Dorotheum prezentuje nam na aukcji jesiennej spory wymiarami obraz Alfteda Wierusza-Kowalskiego z cyklu „Wesoła jazda”. Takich wesołych jazd Wierusz namalował sporo i pojawiają się na rynku; nie wspominam o pastiszach niejakiego Konarskiego. Ostatnio, podobny kompozycja Wierusza była w również w Dorotheum w 2017 roku https://polishartcorner.com/2017/04/07/alfred-wierusz-kowalski-1849-1915-34/ i została tam sprzedana za 56,250 euro. Obraz był mniejszy wymiarami za to o niebo lepszy od obecnego. Teraz mamy dużo większą, szkicowo namalowaną i w dodatku droższą wesoła jazdę. Proszę porównać obie prace.
Sporo ostatnio prac Wierusza na aukcjach ale trzeba dzieciom, lub sobie, coś kupić pod choinkę. W Polsce będzie drożej.

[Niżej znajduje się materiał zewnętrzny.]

//! Stub upstream HTTP server for adapter and pipeline tests.
//!
//! Binds an axum router to `127.0.0.1:0` and serves canned responses by
//! `(method, path)`. Every request is recorded so tests can assert on
//! headers (session cookies, auth tokens) and on retry counts.

use std::collections::HashMap;
use std::net::SocketAddr;
use std::sync::Arc;
use std::time::Duration;

use axum::{
    body::Bytes,
    extract::State,
    http::{HeaderMap, HeaderName, HeaderValue, Method, StatusCode, Uri},
    response::{IntoResponse, Response},
    Router,
};
use tokio::sync::Mutex;
use tokio::task::JoinHandle;

/// Canned response for one route.
#[derive(Debug, Clone)]
pub struct StubResponse {
    pub status: u16,
    pub body: String,
    pub headers: Vec<(String, String)>,
    /// Answer the first N requests with 503 before serving the body.
    pub fail_first: usize,
    /// Sleep before answering (for timeout tests).
    pub delay: Option<Duration>,
}

impl StubResponse {
    pub fn ok(body: impl Into<String>) -> Self {
        Self {
            status: 200,
            body: body.into(),
            headers: Vec::new(),
            fail_first: 0,
            delay: None,
        }
    }

    pub fn status(status: u16) -> Self {
        Self {
            status,
            body: String::new(),
            headers: Vec::new(),
            fail_first: 0,
            delay: None,
        }
    }

    pub fn header(mut self, name: &str, value: &str) -> Self {
        self.headers.push((name.to_string(), value.to_string()));
        self
    }

    pub fn fail_first(mut self, n: usize) -> Self {
        self.fail_first = n;
        self
    }

    pub fn delay(mut self, delay: Duration) -> Self {
        self.delay = Some(delay);
        self
    }
}

/// A request as seen by the stub.
#[derive(Debug, Clone)]
pub struct RecordedRequest {
    pub method: Method,
    pub path: String,
    pub headers: HeaderMap,
    pub body: Bytes,
}

impl RecordedRequest {
    pub fn header(&self, name: &str) -> Option<&str> {
        self.headers.get(name).and_then(|v| v.to_str().ok())
    }
}

struct StubState {
    routes: HashMap<(Method, String), StubResponse>,
    requests: Mutex<Vec<RecordedRequest>>,
}

#[derive(Default)]
pub struct StubServerBuilder {
    routes: HashMap<(Method, String), StubResponse>,
}

impl StubServerBuilder {
    pub fn route(mut self, method: Method, path: &str, response: StubResponse) -> Self {
        self.routes.insert((method, path.to_string()), response);
        self
    }

    pub fn get(self, path: &str, response: StubResponse) -> Self {
        self.route(Method::GET, path, response)
    }

    pub fn post(self, path: &str, response: StubResponse) -> Self {
        self.route(Method::POST, path, response)
    }

    pub async fn start(self) -> StubServer {
        let state = Arc::new(StubState {
            routes: self.routes,
            requests: Mutex::new(Vec::new()),
        });

        let app = Router::new().fallback(handle).with_state(state.clone());

        let listener = tokio::net::TcpListener::bind("127.0.0.1:0")
            .await
            .expect("bind stub listener");
        let addr = listener.local_addr().expect("stub local addr");
        let handle = tokio::spawn(async move {
            axum::serve(listener, app).await.expect("serve stub");
        });

        StubServer {
            addr,
            state,
            handle,
        }
    }
}

/// Running stub server. Aborted on drop.
pub struct StubServer {
    addr: SocketAddr,
    state: Arc<StubState>,
    handle: JoinHandle<()>,
}

impl StubServer {
    pub fn builder() -> StubServerBuilder {
        StubServerBuilder::default()
    }

    pub fn addr(&self) -> SocketAddr {
        self.addr
    }

    /// Absolute URL for a path on this server.
    pub fn url(&self, path: &str) -> String {
        format!("http://{}{}", self.addr, path)
    }

    pub async fn requests(&self) -> Vec<RecordedRequest> {
        self.state.requests.lock().await.clone()
    }

    /// Number of requests received for a path, any method.
    pub async fn hits(&self, path: &str) -> usize {
        self.state
            .requests
            .lock()
            .await
            .iter()
            .filter(|r| r.path == path)
            .count()
    }
}

impl Drop for StubServer {
    fn drop(&mut self) {
        self.handle.abort();
    }
}

async fn handle(
    State(state): State<Arc<StubState>>,
    method: Method,
    uri: Uri,
    headers: HeaderMap,
    body: Bytes,
) -> Response {
    let path = uri.path().to_string();

    let seen = {
        let mut requests = state.requests.lock().await;
        let seen = requests
            .iter()
            .filter(|r| r.path == path && r.method == method)
            .count();
        requests.push(RecordedRequest {
            method: method.clone(),
            path: path.clone(),
            headers,
            body,
        });
        seen
    };

    let Some(stub) = state.routes.get(&(method, path)) else {
        return (StatusCode::NOT_FOUND, "no stub route").into_response();
    };

    if let Some(delay) = stub.delay {
        tokio::time::sleep(delay).await;
    }

    if seen < stub.fail_first {
        return (StatusCode::SERVICE_UNAVAILABLE, "stub failure").into_response();
    }

    let mut response_headers = HeaderMap::new();
    for (name, value) in &stub.headers {
        if let (Ok(name), Ok(value)) = (
            HeaderName::from_bytes(name.as_bytes()),
            HeaderValue::from_str(value),
        ) {
            response_headers.append(name, value);
        }
    }

    let status = StatusCode::from_u16(stub.status).unwrap_or(StatusCode::INTERNAL_SERVER_ERROR);
    (status, response_headers, stub.body.clone()).into_response()
}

Lot 567. Alfred von Wierusz-Kowalski (Suwalki 1849–1915 Munich). A Cheerful Coach Journey, signed A. W. Kowalski, oil on canvas, 78 x 107 cm, framed. Provenance: Private Collection Austria. Estimate 220,000 – 280,000 euro. Dorotheum. 09/11/21. Not sold
Already in his childhood Alfred von Wierusz-Kowalski undertook extended carriage and sleigh rides with his family. He took up this motif again and again, and the scenes depicted take place almost exclusively in his native Poland. Another frequent motif are wolves, which became one of his favourite subjects. Experiencing an attack by wolves while he was travelling as a child with his family in the sled must have made a lasting impression on him. In the present lot two amused ladies are drawn by a grey horse in a single-axle horse cart. The latter is followed in the background by a carriage with multiple people visible. The horse in front is galloping wildly. The speed is additionally emphasised by the fact that the cart is raising a cloud of dust and by one of the ladies holding her headdress to prevent it from being lost in the wind. The dog running alongside seems to understand the spirited ride as an invitation to a race. Its cheerfulness underlines the atmosphere of this picture. The warm colours of the trees and leaves suggest a late summer or autumn ride. The interplay of light and shadow lends the painting a vibrancy that is enhanced by the young women‘s colourful scarves.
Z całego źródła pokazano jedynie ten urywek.